*** Working data ***
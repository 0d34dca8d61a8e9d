//! Configuration for the OpenAI-compatible provider.
//!
//! [`OpenAiCompatConfig::from_provider_config`] turns the `[provider]` table of
//! `config.toml` into a ready config, reading the API key from the environment
//! variable the table names.

use secrecy::SecretString;

use sparkai_types::config::ProviderConfig;
use sparkai_types::llm::{LlmError, ProviderCapabilities};

/// Configuration for an OpenAI-compatible LLM provider.
///
/// Used to construct an [`super::OpenAiCompatibleProvider`].
pub struct OpenAiCompatConfig {
    /// Human-readable provider name (e.g., "deepseek").
    pub provider_name: String,
    /// Base URL for the API (e.g., "https://api.deepseek.com").
    pub base_url: String,
    pub api_key: SecretString,
    /// Model used when a request leaves `model` empty.
    pub model: String,
    pub capabilities: ProviderCapabilities,
}

impl OpenAiCompatConfig {
    /// Build from the `[provider]` table, reading the key from `api_key_env`.
    ///
    /// Returns [`LlmError::MissingApiKey`] when the variable is unset or blank.
    pub fn from_provider_config(config: &ProviderConfig) -> Result<Self, LlmError> {
        let key = std::env::var(&config.api_key_env)
            .ok()
            .filter(|k| !k.trim().is_empty())
            .ok_or_else(|| LlmError::MissingApiKey(config.api_key_env.clone()))?;

        Ok(Self::with_key(config, SecretString::from(key)))
    }

    /// Build from the `[provider]` table with an explicit key.
    pub fn with_key(config: &ProviderConfig, api_key: SecretString) -> Self {
        Self {
            provider_name: provider_name_for(&config.base_url).to_string(),
            base_url: config.base_url.trim_end_matches('/').to_string(),
            api_key,
            model: config.generation.model.clone(),
            capabilities: deepseek_capabilities(),
        }
    }
}

/// DeepSeek chat capabilities: no streaming in this client; 128K context, 8K output.
pub fn deepseek_capabilities() -> ProviderCapabilities {
    ProviderCapabilities {
        streaming: false,
        max_context_tokens: 128_000,
        max_output_tokens: 8_192,
    }
}

fn provider_name_for(base_url: &str) -> &'static str {
    if base_url.contains("deepseek.com") {
        "deepseek"
    } else {
        "openai-compatible"
    }
}

#[cfg(test)]
mod tests {
    use super::*;
    use secrecy::ExposeSecret;

    #[test]
    fn test_with_key_uses_provider_table() {
        let provider = ProviderConfig::default();
        let config = OpenAiCompatConfig::with_key(&provider, SecretString::from("sk-test"));
        assert_eq!(config.provider_name, "deepseek");
        assert_eq!(config.base_url, "https://api.deepseek.com");
        assert_eq!(config.model, "deepseek-chat");
        assert_eq!(config.api_key.expose_secret(), "sk-test");
        assert!(!config.capabilities.streaming);
    }

    #[test]
    fn test_custom_base_url_is_generic() {
        let provider = ProviderConfig {
            base_url: "http://localhost:8000/v1/".to_string(),
            ..Default::default()
        };
        let config = OpenAiCompatConfig::with_key(&provider, SecretString::from("k"));
        assert_eq!(config.provider_name, "openai-compatible");
        assert_eq!(config.base_url, "http://localhost:8000/v1");
    }

    #[test]
    fn test_missing_key_is_reported_with_variable_name() {
        let provider = ProviderConfig {
            api_key_env: "SPARKAI_TEST_KEY_THAT_IS_NEVER_SET".to_string(),
            ..Default::default()
        };
        match OpenAiCompatConfig::from_provider_config(&provider) {
            Err(LlmError::MissingApiKey(var)) => {
                assert_eq!(var, "SPARKAI_TEST_KEY_THAT_IS_NEVER_SET")
            }
            Err(other) => panic!("expected MissingApiKey, got: {other}"),
            Ok(_) => panic!("expected error but got Ok"),
        }
    }
}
*** End of Working data ***
**Exercise brief**
The expected result is a copy of each line in the records where "panic" appears.

**Answer to this task**
            Err(other) => panic!("expected MissingApiKey, got: {other}"),
            Ok(_) => panic!("expected error but got Ok"),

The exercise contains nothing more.